SUPPLIED INFORMATION =>
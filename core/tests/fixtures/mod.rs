#![allow(dead_code)]

use chrono::{TimeZone, Utc};
use jamcache_core::{CatalogTrack, ManualClock, SqliteStore, StoredTrack};
use serde_json::{Value, json};
use std::sync::Arc;

pub fn start_time() -> chrono::DateTime<Utc> {
    Utc.with_ymd_and_hms(2024, 5, 1, 12, 0, 0).unwrap()
}

pub fn store_with_clock() -> (Arc<SqliteStore>, ManualClock) {
    let clock = ManualClock::new(start_time());
    let store = SqliteStore::open_in_memory()
        .unwrap()
        .with_clock(Arc::new(clock.clone()));
    (Arc::new(store), clock)
}

/// A track record shaped like Jamendo's `/tracks` results.
pub fn jamendo_track(id: &str, name: &str, genres: &[&str]) -> Value {
    json!({
        "id": id,
        "name": name,
        "duration": 245,
        "artist_id": "7890",
        "artist_name": "Tryad",
        "album_name": "Public Domain",
        "album_id": "1234",
        "position": 3,
        "releasedate": "2008-03-17",
        "album_image": "https://usercontent.jamendo.com/album/1234.jpg",
        "audio": format!("https://prod-1.storage.jamendo.com/?trackid={id}&format=mp31"),
        "audiodownload": format!("https://prod-1.storage.jamendo.com/download/track/{id}/mp32/"),
        "image": "https://usercontent.jamendo.com/track/1.jpg",
        "musicinfo": {
            "vocalinstrumental": "instrumental",
            "tags": {
                "genres": genres,
                "instruments": ["synthesizer"],
                "vartags": ["energetic"]
            }
        },
        "stats": {
            "rate": 4.5,
            "downloads_total": 1200,
            "playlisted": 2
        }
    })
}

pub fn seed_track(store: &SqliteStore, jamendo_id: i64, genres: &[&str]) -> StoredTrack {
    let data = jamendo_track(&jamendo_id.to_string(), "Beauty Mark", genres);
    let track = CatalogTrack::from_jamendo(&data).unwrap();
    store.upsert_track(&track).unwrap()
}
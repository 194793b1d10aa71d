//! TTL cache for upstream API responses.
//!
//! Expired entries are never swept in the background. A `get` that finds an
//! expired entry deletes it on the spot; [`ResponseCache::purge_expired`]
//! exists for operators who want to reclaim space explicitly.

use crate::clock::{Clock, SystemClock};
use crate::error::Result;
use crate::models::CacheEntry;
use chrono::{DateTime, Duration, Utc};
use serde_json::Value;
use std::sync::Arc;

pub const DEFAULT_TTL_SECONDS: u64 = 60 * 60;

/// Persistence seam for [`ResponseCache`].
pub trait CacheStore: Send + Sync {
    fn load_entry(&self, key: &str) -> Result<Option<CacheEntry>>;

    /// Insert the entry, or replace the payload and expiry of the entry with
    /// the same key. Returns the stored `created_at`, which a replace keeps.
    fn save_entry(&self, entry: &CacheEntry) -> Result<DateTime<Utc>>;

    /// Delete the entry for `key` only if it has expired by `now`, so a
    /// concurrent fresh `save_entry` is never thrown away.
    fn remove_expired_entry(&self, key: &str, now: DateTime<Utc>) -> Result<bool>;

    fn remove_all_expired(&self, now: DateTime<Utc>) -> Result<usize>;
}

impl<S: CacheStore + ?Sized> CacheStore for Arc<S> {
    fn load_entry(&self, key: &str) -> Result<Option<CacheEntry>> {
        (**self).load_entry(key)
    }

    fn save_entry(&self, entry: &CacheEntry) -> Result<DateTime<Utc>> {
        (**self).save_entry(entry)
    }

    fn remove_expired_entry(&self, key: &str, now: DateTime<Utc>) -> Result<bool> {
        (**self).remove_expired_entry(key, now)
    }

    fn remove_all_expired(&self, now: DateTime<Utc>) -> Result<usize> {
        (**self).remove_all_expired(now)
    }
}

pub struct ResponseCache<S, C = SystemClock> {
    store: S,
    clock: C,
    default_ttl: u64,
}

impl<S: CacheStore> ResponseCache<S> {
    pub fn new(store: S) -> Self {
        Self::with_clock(store, SystemClock)
    }
}

impl<S: CacheStore, C: Clock> ResponseCache<S, C> {
    pub fn with_clock(store: S, clock: C) -> Self {
        Self {
            store,
            clock,
            default_ttl: DEFAULT_TTL_SECONDS,
        }
    }

    pub fn default_ttl(mut self, seconds: u64) -> Self {
        self.default_ttl = seconds;
        self
    }

    pub fn ttl(&self) -> u64 {
        self.default_ttl
    }

    pub fn get(&self, key: &str) -> Result<Option<Value>> {
        let Some(entry) = self.store.load_entry(key)? else {
            tracing::debug!(key, "cache miss");
            return Ok(None);
        };

        let now = self.clock.now();
        if entry.is_live_at(now) {
            tracing::debug!(key, "cache hit");
            return Ok(Some(entry.payload));
        }

        self.store.remove_expired_entry(key, now)?;
        tracing::debug!(key, expired_at = %entry.expires_at, "evicted expired cache entry");
        Ok(None)
    }

    pub fn set(&self, key: &str, payload: Value, ttl_seconds: u64) -> Result<CacheEntry> {
        let now = self.clock.now();
        let ttl = i64::try_from(ttl_seconds)
            .ok()
            .and_then(Duration::try_seconds)
            .unwrap_or(Duration::MAX);
        let mut entry = CacheEntry {
            key: key.to_string(),
            payload,
            created_at: now,
            expires_at: now.checked_add_signed(ttl).unwrap_or(DateTime::<Utc>::MAX_UTC),
        };
        entry.created_at = self.store.save_entry(&entry)?;
        Ok(entry)
    }

    /// `set` with the configured default TTL.
    pub fn put(&self, key: &str, payload: Value) -> Result<CacheEntry> {
        self.set(key, payload, self.default_ttl)
    }

    pub fn purge_expired(&self) -> Result<usize> {
        let removed = self.store.remove_all_expired(self.clock.now())?;
        if removed > 0 {
            tracing::info!(removed, "purged expired cache entries");
        }
        Ok(removed)
    }
}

WORK TASK => The word "CacheStore" appears in some of the lines above. Copy those lines.

PROBLEM SOLUTION =>
pub trait CacheStore: Send + Sync {
impl<S: CacheStore + ?Sized> CacheStore for Arc<S> {
impl<S: CacheStore> ResponseCache<S> {
impl<S: CacheStore, C: Clock> ResponseCache<S, C> {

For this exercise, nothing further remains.